But at the same time, by a directly opposite process, the body of his work, known only to a few literary people at the period when Mme. Swann used to patronise their timid efforts to disseminate it, now grown in stature and strength before the eyes of all, had acquired an extraordinary power of expansion among the general public. The general rule is, no doubt, that only after his death does a writer become famous. But it was while he still lived, and during his slow progress towards a death that he had not yet reached that this writer was able to watch the progress of his works towards Renown. A dead writer can at least be illustrious without any strain on himself. The effulgence of his name is stopped short by the stone upon his grave. In the deafness of the eternal sleep he is not importuned by Glory. But for Bergotte the antithesis was still incomplete. He existed still sufficiently to suffer from the tumult. He was moving still, though with difficulty, while his books, bounding about him, like daughters whom one loves but whose impetuous youthfulness and noisy pleasures tire one, brought day after day, to his very bedside, a crowd of fresh admirers.

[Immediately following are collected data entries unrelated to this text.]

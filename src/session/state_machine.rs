// The per-session verification state machine.
//
// Transitions are synchronous and side-effect free: every event yields a list
// of `SessionEffect`s which the runner interprets (send, persist, audit, arm
// timers, close). Exactly one state machine instance owns a session's mutable
// state at a time, and it reaches a terminal decision exactly once.

use std::sync::Arc;

use chrono::Utc;
use log::{info, warn};
use serde_json::json;

use crate::challenge::types::{Challenge, ChallengeState};
use crate::config::SystemConfig;
use crate::data_structures::{AuditEventType, Session, SessionStatus};
use crate::nonce::NonceStore;
use crate::protocol::{CloseCode, ServerFeedback};
use crate::scoring::capability::ChallengeContext;
use crate::scoring::{SessionAggregator, VerificationOutcome};
use crate::session::{SessionEffect, SessionEvent, SessionPhase};

pub struct VerificationStateMachine {
    config: SystemConfig,
    session: Session,
    challenges: Vec<Challenge>,
    current: usize,
    phase: SessionPhase,
    aggregator: SessionAggregator,
    nonces: Arc<NonceStore>,
    completed_count: usize,
    consecutive_decode_failures: u32,
    consecutive_capability_failures: u32,
}

impl VerificationStateMachine {
    pub fn new(
        config: SystemConfig,
        session: Session,
        challenges: Vec<Challenge>,
        nonces: Arc<NonceStore>,
    ) -> Self {
        let aggregator = SessionAggregator::new(&config);
        VerificationStateMachine {
            config,
            session,
            challenges,
            current: 0,
            phase: SessionPhase::Connected,
            aggregator,
            nonces,
            completed_count: 0,
            consecutive_decode_failures: 0,
            consecutive_capability_failures: 0,
        }
    }

    pub fn phase(&self) -> SessionPhase {
        self.phase
    }

    pub fn session(&self) -> &Session {
        &self.session
    }

    pub fn current_challenge_id(&self) -> Option<&str> {
        self.challenges.get(self.current).map(|c| c.challenge_id.as_str())
    }

    /// Context for scoring the active challenge, if any.
    pub fn current_context(&self) -> Option<ChallengeContext> {
        self.challenges.get(self.current).map(|c| ChallengeContext {
            challenge_id: c.challenge_id.clone(),
            kind: c.kind,
        })
    }

    /// Enters ACTIVE and issues the first challenge.
    pub fn on_connect(&mut self) -> Vec<SessionEffect> {
        self.phase = SessionPhase::Active(0);
        self.issue_current()
    }

    pub fn handle(&mut self, event: SessionEvent) -> Vec<SessionEffect> {
        if self.phase.is_terminal() || self.phase == SessionPhase::Disconnected {
            return Vec::new();
        }
        match event {
            SessionEvent::SampleScored { sample, confidence } => {
                let active_id = match self.current_challenge_id() {
                    Some(id) => id.to_string(),
                    None => return Vec::new(),
                };
                if sample.challenge_id != active_id {
                    // Late score for an already-resolved challenge.
                    return Vec::new();
                }
                self.consecutive_decode_failures = 0;
                self.consecutive_capability_failures = 0;
                self.aggregator.fold(&sample);

                let mut effects = vec![SessionEffect::Send(ServerFeedback::score_update(&sample))];
                if confidence.meets(
                    self.config.challenge_confidence_threshold,
                    self.config.min_challenge_samples,
                ) {
                    effects.extend(self.resolve_current(true, confidence.ema, "confidence threshold met"));
                }
                effects
            }

            SessionEvent::ChallengeClaimed { challenge_id, confidence } => {
                let active = match self.challenges.get(self.current) {
                    Some(c) => c,
                    None => return Vec::new(),
                };
                if let Some(claimed) = &challenge_id {
                    if *claimed != active.challenge_id {
                        return self.handle_stale_claim(claimed);
                    }
                }
                if !self.nonces.validate(&self.session.session_id, &active.nonce) {
                    // Replayed or expired nonce: reject with no state change
                    // and no audit write.
                    warn!(
                        "session {}: challenge_complete with invalid nonce for {}, ignoring",
                        self.session.session_id, active.challenge_id
                    );
                    return Vec::new();
                }
                let completed = confidence.meets(
                    self.config.challenge_confidence_threshold,
                    self.config.min_challenge_samples,
                );
                let reason = if completed { "confidence threshold met" } else { "insufficient confidence" };
                self.resolve_current(completed, confidence.ema, reason)
            }

            SessionEvent::ChallengeTimedOut { index } => {
                if index != self.current {
                    return Vec::new(); // stale timer
                }
                match self.challenges.get(self.current) {
                    Some(c) if !c.is_resolved() => {}
                    _ => return Vec::new(),
                }
                self.resolve_current(false, 0.0, "timeout")
            }

            SessionEvent::SessionDeadline => {
                info!("session {}: overall deadline elapsed", self.session.session_id);
                self.phase = SessionPhase::TimedOut;
                self.session.status = SessionStatus::TimedOut;
                self.session.end_time = Some(Utc::now());
                let mut outcome = self.aggregator.finalize();
                outcome.passed = false;
                vec![
                    SessionEffect::Audit {
                        event_type: AuditEventType::SessionTimedOut,
                        details: json!({ "final_score": outcome.final_score }),
                    },
                    SessionEffect::Finalize { outcome },
                    SessionEffect::Close {
                        code: CloseCode::PolicyViolation,
                        reason: "session timeout exceeded".to_string(),
                    },
                ]
            }

            SessionEvent::DecodeFailed { detail } => {
                self.consecutive_decode_failures += 1;
                if self.consecutive_decode_failures >= self.config.decode_failure_budget {
                    return self.internal_error("consecutive frame decode failures exceeded budget");
                }
                vec![SessionEffect::Send(ServerFeedback::error(&detail))]
            }

            SessionEvent::CapabilityFailed { detail } => {
                self.consecutive_capability_failures += 1;
                warn!("session {}: {}", self.session.session_id, detail);
                if self.consecutive_capability_failures >= self.config.capability_failure_budget {
                    return self.internal_error("scoring capability unavailable");
                }
                Vec::new()
            }

            SessionEvent::InvalidMessage { detail } => {
                vec![SessionEffect::Send(ServerFeedback::error(&detail))]
            }

            SessionEvent::Disconnected => {
                info!("session {}: client disconnected mid-verification", self.session.session_id);
                self.phase = SessionPhase::Disconnected;
                vec![SessionEffect::Audit {
                    event_type: AuditEventType::ClientDisconnected,
                    details: json!({ "challenge_index": self.current }),
                }]
            }
        }
    }

    /// A claim naming something other than the active challenge: replays of
    /// resolved challenges are dropped without state change or audit; unknown
    /// ids get a validation error back.
    fn handle_stale_claim(&self, claimed: &str) -> Vec<SessionEffect> {
        match self.challenges.iter().find(|c| c.challenge_id == claimed) {
            Some(resolved) if resolved.is_resolved() => {
                warn!(
                    "session {}: replayed challenge_complete for {}, ignoring",
                    self.session.session_id, claimed
                );
                Vec::new()
            }
            Some(_) => {
                vec![SessionEffect::Send(ServerFeedback::error("challenge is not active"))]
            }
            None => vec![SessionEffect::Send(ServerFeedback::error("unknown challenge id"))],
        }
    }

    /// Marks the active challenge delivered and emits its feedback and timer.
    fn issue_current(&mut self) -> Vec<SessionEffect> {
        let index = self.current;
        let challenge = &mut self.challenges[index];
        challenge.mark_issued();
        vec![
            SessionEffect::Audit {
                event_type: AuditEventType::ChallengeIssued,
                details: json!({
                    "challenge_id": challenge.challenge_id,
                    "kind": challenge.kind.label(),
                    "index": index,
                }),
            },
            SessionEffect::Send(ServerFeedback::challenge_issued(challenge)),
            SessionEffect::ArmChallengeTimer { index, timeout: challenge.timeout },
        ]
    }

    /// Resolves the active challenge, consumes its nonce, and either advances
    /// to the next challenge or finalizes the session.
    fn resolve_current(&mut self, completed: bool, confidence: f64, reason: &str) -> Vec<SessionEffect> {
        let total = self.challenges.len();
        let challenge = &mut self.challenges[self.current];
        self.nonces.consume(&challenge.nonce);

        let mut effects = Vec::new();
        if completed {
            challenge.state = ChallengeState::Completed;
            self.completed_count += 1;
            effects.push(SessionEffect::Audit {
                event_type: AuditEventType::ChallengeCompleted,
                details: json!({
                    "challenge_id": challenge.challenge_id,
                    "confidence": confidence,
                }),
            });
            effects.push(SessionEffect::Send(ServerFeedback::challenge_completed(
                confidence,
                self.completed_count,
                total,
            )));
        } else {
            challenge.state = ChallengeState::Failed;
            self.session.failed_challenge_count += 1;
            effects.push(SessionEffect::Audit {
                event_type: AuditEventType::ChallengeFailed,
                details: json!({
                    "challenge_id": challenge.challenge_id,
                    "reason": reason,
                }),
            });
            effects.push(SessionEffect::Send(ServerFeedback::challenge_failed(challenge, reason)));
        }

        self.current += 1;
        if self.current < total {
            self.phase = SessionPhase::Active(self.current);
            effects.extend(self.issue_current());
        } else {
            effects.extend(self.finalize_outcome());
        }
        effects
    }

    /// All challenges resolved: decide on the aggregate score.
    fn finalize_outcome(&mut self) -> Vec<SessionEffect> {
        let outcome = self.aggregator.finalize();
        self.session.end_time = Some(Utc::now());
        info!(
            "session {}: final score {:.4} (passed: {})",
            self.session.session_id, outcome.final_score, outcome.passed
        );

        if outcome.passed {
            self.phase = SessionPhase::Success;
            self.session.status = SessionStatus::Completed;
            vec![
                SessionEffect::Audit {
                    event_type: AuditEventType::SessionCompleted,
                    details: json!({
                        "final_score": outcome.final_score,
                        "failed_challenges": self.session.failed_challenge_count,
                    }),
                },
                SessionEffect::Finalize { outcome },
                SessionEffect::IssueToken { final_score: outcome.final_score },
                SessionEffect::Close {
                    code: CloseCode::Normal,
                    reason: "verification complete".to_string(),
                },
            ]
        } else {
            self.phase = SessionPhase::Failed;
            self.session.status = SessionStatus::Failed;
            vec![
                SessionEffect::Audit {
                    event_type: AuditEventType::SessionFailed,
                    details: json!({
                        "final_score": outcome.final_score,
                        "threshold": self.config.pass_threshold,
                    }),
                },
                SessionEffect::Finalize { outcome },
                SessionEffect::Send(ServerFeedback::verification_failed(
                    outcome.final_score,
                    self.config.pass_threshold,
                    "final score below threshold",
                )),
                SessionEffect::Close {
                    code: CloseCode::Normal,
                    reason: "verification complete".to_string(),
                },
            ]
        }
    }

    /// Unrecoverable internal fault: terminal ERROR, close 1011, no token.
    fn internal_error(&mut self, detail: &str) -> Vec<SessionEffect> {
        warn!("session {}: {}", self.session.session_id, detail);
        self.phase = SessionPhase::Error;
        self.session.status = SessionStatus::Failed;
        self.session.end_time = Some(Utc::now());
        let mut outcome: VerificationOutcome = self.aggregator.finalize();
        outcome.passed = false;
        vec![
            SessionEffect::Audit {
                event_type: AuditEventType::SessionError,
                details: json!({ "detail": detail }),
            },
            SessionEffect::Finalize { outcome },
            SessionEffect::Close {
                code: CloseCode::InternalError,
                reason: detail.to_string(),
            },
        ]
    }
}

The visits which he now began to pay us came for me several years too late, for I had no longer the same admiration for him as of old. Which is not in any sense incompatible with the growth of his reputation. A man’s work seldom becomes completely understood and successful before that of another writer, still obscure, has begun in the minds of certain people more difficult to please to substitute a fresh cult for one that has almost ceased to command observance. In the books of Bergotte which I constantly reread, his sentences stood out as clearly before my eyes as my own thoughts the furniture in my room and the carriages in the street. All the details were quite easily seen, not perhaps precisely as one had always seen them but at any rate as one was accustomed to see them now. But a new writer had recently begun to publish work in which the relations between things were so different from those that connected them for me that I could understand hardly anything of what he wrote. He would say, for instance: “The hose-pipes admired the smart upkeep of the roads” (and so far it was simple, I followed him smoothly along those roads) “which started every five minutes from Briand and Claudel.” At that point I ceased to understand, because I had expected the name of a place and was given that of a person instead. Only I felt that it was not the sentence that was badly constructed but I myself that lacked the strength and ability necessary to reach the end. I would start afresh striving tooth and nail to climb to the pinnacle from which I would see things in their novel relations. And each time, after I had got about halfway through the sentence, I would fall back again, as later on, when I joined the Army, in my attempts at the exercise known as the ‘bridge-ladder.’ I felt nevertheless for the new writer the admiration which an awkward boy who never receives any marks for gymnastics feels when he watches another more nimble. And from then onwards I felt less admiration for Bergotte, whose limpidity began to strike me as insufficient. There was a time at which people recognised things quite easily in pictures when it was Fromentin who had painted them, and could not recognise them at all when it was Renoir.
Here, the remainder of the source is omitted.